LOL they are sooo cute!  Try laying some easy blood trails for them and see what they do.  They might make great little blood trackers!


----------



## plottman25 (Nov 15, 2011)

is the dam a full rott?


----------



## j_seph (Jan 27, 2014)

Wow
Any adult pictures of them now


----------



## grouper throat (Jan 27, 2014)

Wow... and I thought the male beagle on a 5 gal bucket trick to breed a walker female was quite a feat. That has nothing on this male LOL


----------



## mschlapa (Jan 27, 2014)

Jeff Raines said:


> You know,if the dachshund still had the abilities for which it was originally bred,you would have some of the best badger dogs around.

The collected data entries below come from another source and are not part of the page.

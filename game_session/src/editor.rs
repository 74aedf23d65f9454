//! Form-driven world editing.
//!
//! Forms arrive as flat string maps. Boolean attributes are checkboxes: a field
//! set to `"on"` is true and an absent field is false. String attributes must
//! be present. `nattributes` is submitted as a JSON object.

use game_engine::{DanglingRef, Event, EventId, EventKind, GameContext, PlayerContext};
use serde::Serialize;
use serde_json::Value;
use std::collections::HashMap;
use tracing::info;

use crate::error::{SessionError, SessionResult};

/// A submitted form.
pub type FormFields = HashMap<String, String>;

/// Form field holding an event's trigger key.
pub const KEY_FIELD: &str = "key";

fn required<'f>(form: &'f FormFields, field: &str) -> SessionResult<&'f str> {
    form.get(field)
        .map(String::as_str)
        .ok_or_else(|| SessionError::MissingField(field.to_string()))
}

fn parse_object(field: &str, raw: &str) -> SessionResult<Value> {
    if raw.trim().is_empty() {
        return Ok(Value::Object(Default::default()));
    }
    let invalid = |message: String| SessionError::InvalidField {
        field: field.to_string(),
        message,
    };
    match serde_json::from_str(raw) {
        Ok(value @ Value::Object(_)) => Ok(value),
        Ok(_) => Err(invalid("expected a JSON object".to_string())),
        Err(err) => Err(invalid(err.to_string())),
    }
}

/// Overwrite every attribute of `event` from the form.
pub fn apply_form(event: &mut Event, form: &FormFields) -> SessionResult<()> {
    for (key, current) in event.attributes() {
        let value = match current {
            Value::Bool(_) => Value::Bool(form.get(&key).is_some_and(|v| v == "on")),
            Value::Object(_) => parse_object(&key, required(form, &key)?)?,
            _ => Value::String(required(form, &key)?.to_string()),
        };
        event.set_attribute(&key, value)?;
    }
    Ok(())
}

/// Add an empty context.
pub fn add_context(world: &mut PlayerContext, key: &str) -> String {
    world.add_gamecontext(key, GameContext::new())
}

/// Remove a context, returning the Update events it leaves dangling.
pub fn remove_context(world: &mut PlayerContext, key: &str) -> SessionResult<Vec<DanglingRef>> {
    Ok(world.remove_gamecontext(key)?.dangling)
}

/// Create an event of `kind` from a form and add it to a context.
pub fn add_event(
    world: &mut PlayerContext,
    context_id: &str,
    kind: EventKind,
    form: &FormFields,
) -> SessionResult<EventId> {
    let mut event = Event::new(kind);
    apply_form(&mut event, form)?;
    let key = required(form, KEY_FIELD)?;

    let id = world.context_mut(context_id)?.add_event(key, event);
    info!(context = %context_id, event = %id, %kind, "event created from form");
    Ok(id)
}

/// Rewrite an existing event and its trigger key from a form.
///
/// The event is left untouched if any field is rejected.
pub fn edit_event(
    world: &mut PlayerContext,
    context_id: &str,
    event_id: EventId,
    form: &FormFields,
) -> SessionResult<()> {
    let entry = world.event_mut(context_id, event_id)?;

    let mut event = entry.event.clone();
    apply_form(&mut event, form)?;
    let key = required(form, KEY_FIELD)?;

    entry.event = event;
    entry.key = key.to_string();
    info!(context = %context_id, event = %event_id, "event edited from form");
    Ok(())
}

pub fn remove_event(world: &mut PlayerContext, context_id: &str, event_id: EventId) -> SessionResult<()> {
    world.remove_event(context_id, event_id)?;
    Ok(())
}

#[derive(Debug, Clone, PartialEq, Serialize)]
pub struct EventSummary {
    pub id: EventId,
    pub key: String,
    pub kind: EventKind,
    pub enabled: bool,
}

#[derive(Debug, Clone, PartialEq, Serialize)]
pub struct ContextSummary {
    pub id: String,
    pub current: bool,
    pub events: Vec<EventSummary>,
}

/// Every context and its events, for presentation.
pub fn context_overview(world: &PlayerContext) -> Vec<ContextSummary> {
    world
        .possible
        .iter()
        .map(|(id, context)| ContextSummary {
            id: id.clone(),
            current: world.current.as_deref() == Some(id.as_str()),
            events: context
                .events()
                .map(|(event_id, entry)| EventSummary {
                    id: event_id,
                    key: entry.key.clone(),
                    kind: entry.kind(),
                    enabled: entry.event.enable(),
                })
                .collect(),
        })
        .collect()
}

#[cfg(test)]
mod tests {
    use super::*;
    use crate::sample_world::sample_world;
    use game_engine::GameError;
    use serde_json::json;

    fn form(fields: &[(&str, &str)]) -> FormFields {
        fields
            .iter()
            .map(|(k, v)| (k.to_string(), v.to_string()))
            .collect()
    }

    #[test]
    fn test_add_event_from_form() {
        let mut world = sample_world();
        add_context(&mut world, "garden");

        let id = add_event(
            &mut world,
            "garden",
            EventKind::Text,
            &form(&[("key", "smell"), ("return_text", "Roses."), ("enable", "on")]),
        )
        .unwrap();

        let entry = world.event("garden", id).unwrap();
        assert_eq!(entry.key, "smell");
        assert!(entry.event.enable());
        // Unchecked box means false.
        assert!(!entry.event.persist());

        world.current = Some("garden".into());
        assert_eq!(world.interact("smell").unwrap(), "Roses.");
    }

    #[test]
    fn test_add_update_event_from_form() {
        let mut world = sample_world();

        let id = add_event(
            &mut world,
            "french",
            EventKind::Update,
            &form(&[
                ("key", "hide"),
                ("return_text", "You hide the wine."),
                ("gc_id", "french"),
                ("event_id", "3"),
                ("nattributes", r#"{"enable": false}"#),
                ("enable", "on"),
            ]),
        )
        .unwrap();

        let attributes = world.event("french", id).unwrap().event.attributes();
        assert_eq!(attributes["nattributes"], json!({"enable": false}));
        assert_eq!(attributes["persist"], json!(false));
    }

    #[test]
    fn test_missing_fields() {
        let mut world = sample_world();

        let err = add_event(&mut world, "english", EventKind::Move, &form(&[("key", "up")]))
            .unwrap_err();
        assert!(matches!(err, SessionError::MissingField(f) if f == "next_context"));

        let err = add_event(
            &mut world,
            "english",
            EventKind::Text,
            &form(&[("return_text", "x")]),
        )
        .unwrap_err();
        assert!(matches!(err, SessionError::MissingField(f) if f == "key"));
    }

    #[test]
    fn test_invalid_nattributes() {
        let mut event = Event::new(EventKind::Update);
        let fields = form(&[
            ("return_text", ""),
            ("gc_id", "a"),
            ("event_id", "0"),
            ("nattributes", "[1, 2]"),
        ]);

        assert!(matches!(
            apply_form(&mut event, &fields),
            Err(SessionError::InvalidField { .. })
        ));
    }

    #[test]
    fn test_edit_event() {
        let mut world = sample_world();

        edit_event(
            &mut world,
            "english",
            EventId(0),
            &form(&[("key", "hi"), ("return_text", "Hi there!"), ("enable", "on"), ("persist", "on")]),
        )
        .unwrap();

        assert_eq!(world.interact("hi").unwrap(), "Hi there!");
        assert!(world.interact("hello").unwrap().starts_with("Try one of these inputs: "));
    }

    #[test]
    fn test_rejected_edit_leaves_event_alone() {
        let mut world = sample_world();
        let before = world.event("english", EventId(0)).unwrap().clone();

        assert!(edit_event(&mut world, "english", EventId(0), &form(&[("enable", "on")])).is_err());
        assert_eq!(world.event("english", EventId(0)).unwrap(), &before);
    }

    #[test]
    fn test_edit_unknown_targets() {
        let mut world = sample_world();
        let fields = form(&[("key", "x"), ("return_text", "x")]);

        assert!(matches!(
            edit_event(&mut world, "attic", EventId(0), &fields),
            Err(SessionError::Game(GameError::MissingContext(_)))
        ));
        assert!(matches!(
            edit_event(&mut world, "english", EventId(99), &fields),
            Err(SessionError::Game(GameError::MissingEvent { .. }))
        ));
    }

    #[test]
    fn test_remove_context_reports_dangling() {
        let mut world = sample_world();

        let dangling = remove_context(&mut world, "french").unwrap();
        assert_eq!(dangling.len(), 1);
        assert_eq!(dangling[0].context, "english");
        assert_eq!(dangling[0].target_context, "french");
    }

    #[test]
    fn test_remove_event() {
        let mut world = sample_world();

        remove_event(&mut world, "english", EventId(1)).unwrap();
        assert!(remove_event(&mut world, "english", EventId(1)).is_err());
        assert_eq!(
            world.interact("goodbye").unwrap(),
            "Try one of these inputs: hello, french, wine"
        );
    }

    #[test]
    fn test_context_overview() {
        let world = sample_world();
        let overview = context_overview(&world);

        assert_eq!(overview.len(), 2);
        let english = &overview[0];
        assert_eq!(english.id, "english");
        assert!(english.current);
        assert_eq!(english.events.len(), 4);
        assert_eq!(english.events[3].kind, EventKind::Update);

        let french = &overview[1];
        assert!(!french.current);
        assert!(!french.events[3].enabled);
    }

    #[test]
    fn test_context_overview_json() {
        let world = sample_world();
        let value = serde_json::to_value(context_overview(&world)).unwrap();

        assert_eq!(value[0]["id"], json!("english"));
        assert_eq!(value[0]["current"], json!(true));
        assert_eq!(
            value[0]["events"][3],
            json!({"id": "3", "key": "wine", "kind": "update", "enabled": true})
        );
        assert_eq!(
            value[1]["events"][3],
            json!({"id": "3", "key": "drink", "kind": "text", "enabled": false})
        );
    }
}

They do, they are called Teckel in Europe and we are in the process of importing some from Serbia out of working fox and badger dogs now.


----------



## rvick (Jan 28, 2014)

Bkeepr said:


> LOL they are sooo cute!  Try laying some easy blood trails for them and see what they do.  They might make great little blood trackers!



exactly what i was thinkin', K.


----------



## rwh (Jan 28, 2014)

Chase4556 said:


> You have to post pictures! Two thumbs up to the weenie, if I only had his skills.


that rotti would probably bite you if you tried that.


----------



## Flaustin1 (Jan 28, 2014)

to bad this tread is several years old.  Id love to have one of those dogs.


----------